Not necessarily. On upright bikes with luggage on the back, the rear wheel is very difficult to lift with the front brake and you really really need the rear wheel braking to help stop you sooner. Of course, I still agree with this:
the long and the short of it is front brake to be applied harder than rear.

Back to the OP: yes, I cover my brakes most of the time and always in built-up areas. When out in the countryside on a simple road without junctions, I sometimes move onto the hooks or the tops on bikes which don't have brakes I can reach from those positions - and I ride far enough out from the verge that I can swerve to avoid most animals that run out (everything from rats to badgers so far).
 
OP
OP
Mr_Kipling

Mr_Kipling

Über Member
Location
Berkshire
Brakes.

FFS.
Oh No..... not another spelling policeman. Do you get a huge kick by correcting people on their spelling on an internet forum?
 

Dan B

Disengaged member
I've had the rear wheel slide out in turns many a time (wet manhole covers, that kind of thing) without anything worse than a bit of a lurch. I've never recovered a front wheel slide
 

derrick

The Glue that binds us together.
Brakes, what ever works for you, I use both most of the time, normally front comes on sooner than the rear, different weather conditions call for different ways of breaking, my brakes are covered if my hands are on the bars.:whistle:
 
Location
Loch side.
I've had the rear wheel slide out in turns many a time (wet manhole covers, that kind of thing) without anything worse than a bit of a lurch. I've never recovered a front wheel slide
Yes, that is quite doable. However, the skid is confined (and caused) by something small and slippery and there is sufficient traction beside it to recover. The scenario I'm talking about is the one where the surface is uniformly slippery or, uniformly abrasive but you have lost traction.

0n a motorcycle it is possible to control a skid in a turn but the same is not possible on a bicycle. Reason is, our narrow tyres. On a wide motorcycle tyre the tyre is wide enough for the wheel to actually carve two radii in the turn. A big one for the outside section of the tyre and a small one for the inside. Motorcyclist can therefore half-skid half-grip (the outside radius is sliding, the inside gripping). That creates a controlled slide.
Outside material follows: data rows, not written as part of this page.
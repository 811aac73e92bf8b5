mod common;

use alloy::{hex::encode, sol_types::SolCall};
use num_bigint::BigUint;
use rstest::rstest;
use swap_router_encoding::encoding::{
    errors::EncodingError,
    evm::abi::{IMulticallBlockhash, IMulticallDeadline, IV3SwapRouter},
    models::{FeeOptions, Percent, SwapOptions, TradeType, Validation},
};
use tycho_common::Bytes;

use crate::common::{
    alice, bob, dai, eth, get_router_encoder, route, router_address, swap_options, trade, usdc,
    usdc_dai_v3_pool, v2_hop, v3_hop, weth, weth_dai_v2_pool, weth_usdc_v3_pool,
};

#[test]
fn test_single_v2_exact_input_multicall() {
    // Swaps 1000 WETH units for at least floor(990 * 0.995) DAI units on a USV2 pool. The output
    // goes straight to the caller, so the only call in the multicall is the swap.
    let trades = vec![trade(
        TradeType::ExactInput,
        weth(),
        dai(),
        vec![route(vec![v2_hop(weth_dai_v2_pool(), weth(), dai())], 1000, 990)],
    )];

    let params = get_router_encoder()
        .swap_call_parameters(&trades, &swap_options())
        .unwrap();

    assert_eq!(params.to, router_address());
    assert_eq!(params.value, BigUint::ZERO);

    let expected_swap = [
        "472b43f3",                                                         // Function selector
        "00000000000000000000000000000000000000000000000000000000000003e8", // amount in
        "00000000000000000000000000000000000000000000000000000000000003d9", // min amount out
        "0000000000000000000000000000000000000000000000000000000000000080", // path offset
        "0000000000000000000000000000000000000000000000000000000000000001", // msg.sender
        "0000000000000000000000000000000000000000000000000000000000000002", // path length
        "000000000000000000000000c02aaa39b223fe8d0a0e5c4f27ead9083c756cc2", // weth
        "0000000000000000000000006b175474e89094c44da98b954eedeac495271d0f", // dai
    ]
    .join("");
    let expected_input = [
        "5ae401dc",                                                         // Function selector
        "000000000000000000000000000000000000000000000000000000006553f100", // deadline
        "0000000000000000000000000000000000000000000000000000000000000040", // calls offset
        "0000000000000000000000000000000000000000000000000000000000000001", // number of calls
        "0000000000000000000000000000000000000000000000000000000000000020", // first call offset
        "00000000000000000000000000000000000000000000000000000000000000e4", // first call length
        &expected_swap,
        "00000000000000000000000000000000000000000000000000000000", // padding
    ]
    .join("");

    let hex_calldata = encode(&params.calldata);
    assert_eq!(hex_calldata, expected_input);
    assert_eq!(encode(&params.calls[0].data), expected_swap);
    assert_eq!(params.calls[0].selector, "swapExactTokensForTokens(uint256,uint256,address[],address)");
}

#[test]
fn test_multi_hop_v3_exact_input_path() {
    let trades = vec![trade(
        TradeType::ExactInput,
        weth(),
        dai(),
        vec![route(
            vec![
                v3_hop(weth_usdc_v3_pool(), 500, weth(), usdc()),
                v3_hop(usdc_dai_v3_pool(), 100, usdc(), dai()),
            ],
            1000,
            2000,
        )],
    )];
    let mut options = swap_options();
    options.recipient = Some(alice());

    let params = get_router_encoder()
        .swap_call_parameters(&trades, &options)
        .unwrap();

    assert_eq!(params.calls.len(), 1);
    let call = IV3SwapRouter::exactInputCall::abi_decode(&params.calls[0].data).unwrap();
    let expected_path = [
        "c02aaa39b223fe8d0a0e5c4f27ead9083c756cc2", // weth
        "0001f4",                                   // 0.05% fee
        "a0b86991c6218b36c1d19d4a2e9eb0ce3606eb48", // usdc
        "000064",                                   // 0.01% fee
        "6b175474e89094c44da98b954eedeac495271d0f", // dai
    ]
    .join("");
    assert_eq!(encode(&call.params.path), expected_path);
    assert_eq!(call.params.recipient.as_slice(), alice().as_ref());
    assert_eq!(call.params.amountIn.to_string(), "1000");
    assert_eq!(call.params.amountOutMinimum.to_string(), "1990");
}

#[test]
fn test_multi_hop_v3_exact_output_path_is_reversed() {
    let trades = vec![trade(
        TradeType::ExactOutput,
        weth(),
        dai(),
        vec![route(
            vec![
                v3_hop(weth_usdc_v3_pool(), 500, weth(), usdc()),
                v3_hop(usdc_dai_v3_pool(), 100, usdc(), dai()),
            ],
            1000,
            2000,
        )],
    )];

    let params = get_router_encoder()
        .swap_call_parameters(&trades, &swap_options())
        .unwrap();

    let call = IV3SwapRouter::exactOutputCall::abi_decode(&params.calls[0].data).unwrap();
    let expected_path = [
        "6b175474e89094c44da98b954eedeac495271d0f", // dai
        "000064",                                   // 0.01% fee
        "a0b86991c6218b36c1d19d4a2e9eb0ce3606eb48", // usdc
        "0001f4",                                   // 0.05% fee
        "c02aaa39b223fe8d0a0e5c4f27ead9083c756cc2", // weth
    ]
    .join("");
    assert_eq!(encode(&call.params.path), expected_path);
    assert_eq!(call.params.amountOut.to_string(), "2000");
    // ceil(1000 * 1.005)
    assert_eq!(call.params.amountInMaximum.to_string(), "1005");
    assert_eq!(params.value, BigUint::ZERO);
}

#[test]
fn test_native_input_exact_input_sends_value() {
    let trades = vec![trade(
        TradeType::ExactInput,
        eth(),
        dai(),
        vec![route(vec![v2_hop(weth_dai_v2_pool(), weth(), dai())], 1000, 990)],
    )];

    let params = get_router_encoder()
        .swap_call_parameters(&trades, &swap_options())
        .unwrap();

    assert_eq!(params.value, BigUint::from(1000u32));
    let selectors: Vec<&str> = params
        .calls
        .iter()
        .map(|call| call.selector.as_str())
        .collect();
    assert_eq!(
        selectors,
        vec![
            "wrapETH(uint256)",
            "swapExactTokensForTokens(uint256,uint256,address[],address)",
            "unwrapWETH9(uint256)",
        ]
    );
}

#[test]
fn test_native_output_is_unwrapped_to_recipient() {
    let trades = vec![trade(
        TradeType::ExactInput,
        dai(),
        eth(),
        vec![route(vec![v2_hop(weth_dai_v2_pool(), dai(), weth())], 2000, 1000)],
    )];
    let mut options = swap_options();
    options.recipient = Some(bob());

    let params = get_router_encoder()
        .swap_call_parameters(&trades, &options)
        .unwrap();

    assert_eq!(params.value, BigUint::ZERO);
    // The swap pays the router, which unwraps and forwards to bob.
    assert_eq!(&encode(&params.calls[0].data)[200..264], format!("{:064x}", 2));
    let expected_unwrap = [
        "49404b7c",                                                         // Function selector
        "00000000000000000000000000000000000000000000000000000000000003e3", // min amount (995)
        "0000000000000000000000009964bff29baa37b47604f3f3f51f3b3c5149d6de", // bob
    ]
    .join("");
    assert_eq!(encode(&params.calls[1].data), expected_unwrap);
}

#[rstest]
#[case::small(985u32)]
#[case::exact_bips(10_000u32)]
#[case::large(1_234_567_891u32)]
fn test_fee_split_preserves_output(#[case] amount: u32) {
    let fee = FeeOptions::new(Percent::from_bips(30), alice());
    let amount = BigUint::from(amount);

    let (fee_amount, remainder) = fee.split(&amount).unwrap();

    assert_eq!(&fee_amount + &remainder, amount);
    assert_eq!(fee_amount, &amount * 30u32 / 10_000u32);
}

#[test]
fn test_output_fee_uses_sweep_with_fee() {
    let trades = vec![trade(
        TradeType::ExactInput,
        weth(),
        dai(),
        vec![route(vec![v2_hop(weth_dai_v2_pool(), weth(), dai())], 1000, 990)],
    )];
    let mut options = swap_options();
    options.recipient = Some(alice());
    options.fee = Some(FeeOptions::new(Percent::from_bips(25), bob()));

    let params = get_router_encoder()
        .swap_call_parameters(&trades, &options)
        .unwrap();

    let expected_sweep = [
        "e0e189a0",                                                         // Function selector
        "0000000000000000000000006b175474e89094c44da98b954eedeac495271d0f", // dai
        "00000000000000000000000000000000000000000000000000000000000003d9", // min amount (985)
        "000000000000000000000000cd09f75e2bf2a4d11f3ab23f1389fcc1621c0cc2", // alice
        "0000000000000000000000000000000000000000000000000000000000000019", // fee bips
        "0000000000000000000000009964bff29baa37b47604f3f3f51f3b3c5149d6de", // fee recipient
    ]
    .join("");
    assert_eq!(params.calls.len(), 2);
    assert_eq!(encode(&params.calls[1].data), expected_sweep);
}

#[test]
fn test_previous_blockhash_multicall() {
    let trades = vec![trade(
        TradeType::ExactInput,
        weth(),
        dai(),
        vec![route(vec![v2_hop(weth_dai_v2_pool(), weth(), dai())], 1000, 990)],
    )];
    let mut options = swap_options();
    options.validation = Validation::PreviousBlockhash(Bytes::from([0xab; 32]));

    let params = get_router_encoder()
        .swap_call_parameters(&trades, &options)
        .unwrap();

    let hex_calldata = encode(&params.calldata);
    assert_eq!(&hex_calldata[..8], "1f0464d1");
    assert_eq!(&hex_calldata[8..72], "ab".repeat(32));
    let call = IMulticallBlockhash::multicallCall::abi_decode(&params.calldata).unwrap();
    assert_eq!(call.data.len(), 1);
    assert_eq!(call.data[0].to_vec(), params.calls[0].data);
}

#[test]
fn test_multicall_bundles_every_call_in_order() {
    let trades = vec![trade(
        TradeType::ExactOutput,
        eth(),
        dai(),
        vec![
            route(vec![v2_hop(weth_dai_v2_pool(), weth(), dai())], 1000, 990),
            route(vec![v3_hop(weth_usdc_v3_pool(), 500, weth(), dai())], 2000, 1980),
        ],
    )];

    let params = get_router_encoder()
        .swap_call_parameters(&trades, &swap_options())
        .unwrap();

    let call = IMulticallDeadline::multicallCall::abi_decode(&params.calldata).unwrap();
    assert_eq!(call.deadline.to_string(), "1700000000");
    let bundled: Vec<Vec<u8>> = call
        .data
        .iter()
        .map(|data| data.to_vec())
        .collect();
    let expected: Vec<Vec<u8>> = params
        .calls
        .iter()
        .map(|call| call.data.clone())
        .collect();
    assert_eq!(bundled, expected);
    assert_eq!(params.calls.last().unwrap().selector, "refundETH()");
}

#[rstest]
#[case::both(r#"{"deadline": "1700000000", "previous_blockhash": "0xabababababababababababababababababababababababababababababababab"}"#)]
#[case::neither(r#"{}"#)]
#[case::short_blockhash(r#"{"previous_blockhash": "0xabab"}"#)]
fn test_invalid_validation_is_rejected(#[case] validation: &str) {
    let json = format!(
        r#"{{
            "slippage_tolerance": {{"numerator": "50", "denominator": "10000"}},
            "validation": {validation}
        }}"#
    );

    let res = serde_json::from_str::<SwapOptions>(&json);

    assert!(res.is_err());
}

#[test]
fn test_options_from_json() {
    let json = r#"{
        "slippage_tolerance": {"numerator": "50", "denominator": "10000"},
        "recipient": "0xcd09f75E2BF2A4d11F3AB23f1389FcC1621c0cc2",
        "validation": {"deadline": "1700000000"}
    }"#;

    let options: SwapOptions = serde_json::from_str(json).unwrap();

    assert_eq!(options.recipient, Some(alice()));
    assert_eq!(options.validation, Validation::Deadline(BigUint::from(1_700_000_000u32)));
    assert_eq!(options.slippage_tolerance, Percent::from_bips(50));
}

#[test]
fn test_excessive_slippage_is_rejected() {
    let trades = vec![trade(
        TradeType::ExactInput,
        weth(),
        dai(),
        vec![route(vec![v2_hop(weth_dai_v2_pool(), weth(), dai())], 1000, 990)],
    )];
    let mut options = swap_options();
    options.slippage_tolerance = Percent::new(2u32, 1u32);

    let res = get_router_encoder().swap_call_parameters(&trades, &options);

    assert!(matches!(res, Err(EncodingError::InvalidInput(_))));
}

#[test]
fn test_native_input_exact_output_returns_unspent_input() {
    // The whole slippage-bounded maximum is wrapped up front. Whatever the swap does not spend is
    // unwrapped back to the caller before the refund.
    let trades = vec![trade(
        TradeType::ExactOutput,
        eth(),
        usdc(),
        vec![route(vec![v3_hop(weth_usdc_v3_pool(), 500, weth(), usdc())], 1000, 2000)],
    )];

    let params = get_router_encoder()
        .swap_call_parameters(&trades, &swap_options())
        .unwrap();

    assert_eq!(params.value, BigUint::from(1005u32));
    let selectors: Vec<&str> = params
        .calls
        .iter()
        .map(|call| call.selector.as_str())
        .collect();
    assert_eq!(
        selectors,
        vec![
            "wrapETH(uint256)",
            "exactOutputSingle((address,address,uint24,address,uint256,uint256,uint160))",
            "unwrapWETH9(uint256)",
            "refundETH()",
        ]
    );
    assert_eq!(encode(&params.calls[0].data), format!("1c58db4f{:064x}", 1005));
    let expected_unwrap = [
        "49616997",                                                         // Function selector
        "0000000000000000000000000000000000000000000000000000000000000000", // min amount
    ]
    .join("");
    assert_eq!(encode(&params.calls[2].data), expected_unwrap);
}

#[test]
fn test_exact_output_fee_sweeps_exact_output_sum() {
    let trades = vec![trade(
        TradeType::ExactOutput,
        weth(),
        dai(),
        vec![
            route(vec![v2_hop(weth_dai_v2_pool(), weth(), dai())], 1000, 990),
            route(vec![v3_hop(weth_usdc_v3_pool(), 500, weth(), dai())], 500, 495),
        ],
    )];
    let mut options = swap_options();
    options.recipient = Some(alice());
    options.fee = Some(FeeOptions::new(Percent::from_bips(25), bob()));

    let params = get_router_encoder()
        .swap_call_parameters(&trades, &options)
        .unwrap();

    assert_eq!(params.value, BigUint::ZERO);
    assert_eq!(params.calls.len(), 3);
    // Both swaps pay the router, which skims the fee from the exact output of 990 + 495.
    for call in &params.calls[..2] {
        assert_eq!(&encode(&call.data)[200..264], format!("{:064x}", 2));
    }
    let expected_sweep = [
        "e0e189a0",                                                         // Function selector
        "0000000000000000000000006b175474e89094c44da98b954eedeac495271d0f", // dai
        "00000000000000000000000000000000000000000000000000000000000005cd", // min amount (1485)
        "000000000000000000000000cd09f75e2bf2a4d11f3ab23f1389fcc1621c0cc2", // alice
        "0000000000000000000000000000000000000000000000000000000000000019", // fee bips
        "0000000000000000000000009964bff29baa37b47604f3f3f51f3b3c5149d6de", // fee recipient
    ]
    .join("");
    assert_eq!(encode(&params.calls[2].data), expected_sweep);
}

#[test]
fn test_encoding_is_deterministic() {
    let trades = vec![trade(
        TradeType::ExactInput,
        eth(),
        dai(),
        vec![
            route(vec![v2_hop(weth_dai_v2_pool(), weth(), dai())], 100, 300),
            route(vec![v2_hop(weth_dai_v2_pool(), weth(), dai())], 200, 600),
            route(vec![v3_hop(weth_usdc_v3_pool(), 500, weth(), dai())], 300, 900),
        ],
    )];
    let mut options = swap_options();
    options.recipient = Some(alice());
    options.fee = Some(FeeOptions::new(Percent::from_bips(30), bob()));

    let first = get_router_encoder()
        .swap_call_parameters(&trades, &options)
        .unwrap();
    let second = get_router_encoder()
        .swap_call_parameters(&trades, &options)
        .unwrap();

    assert_eq!(first, second);
    assert_eq!(encode(&first.calldata), encode(&second.calldata));
}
On a bicycle, the slide is sudden and precipitous with no warning (lots of warning on motorbikes) and thus just about zero chance of recovering it. We see this in races all the time - the rear comes out, the bike leans more and more and then falls flat.
 

gavintc

Guru
Location
Southsea
Oh No..... not another spelling policeman. Do you get a huge kick by correcting people on their spelling on an internet forum?
Because the misspelt word completely changes the meaning. I had to check it was not in the racing sub group. It is not difficult to get it right.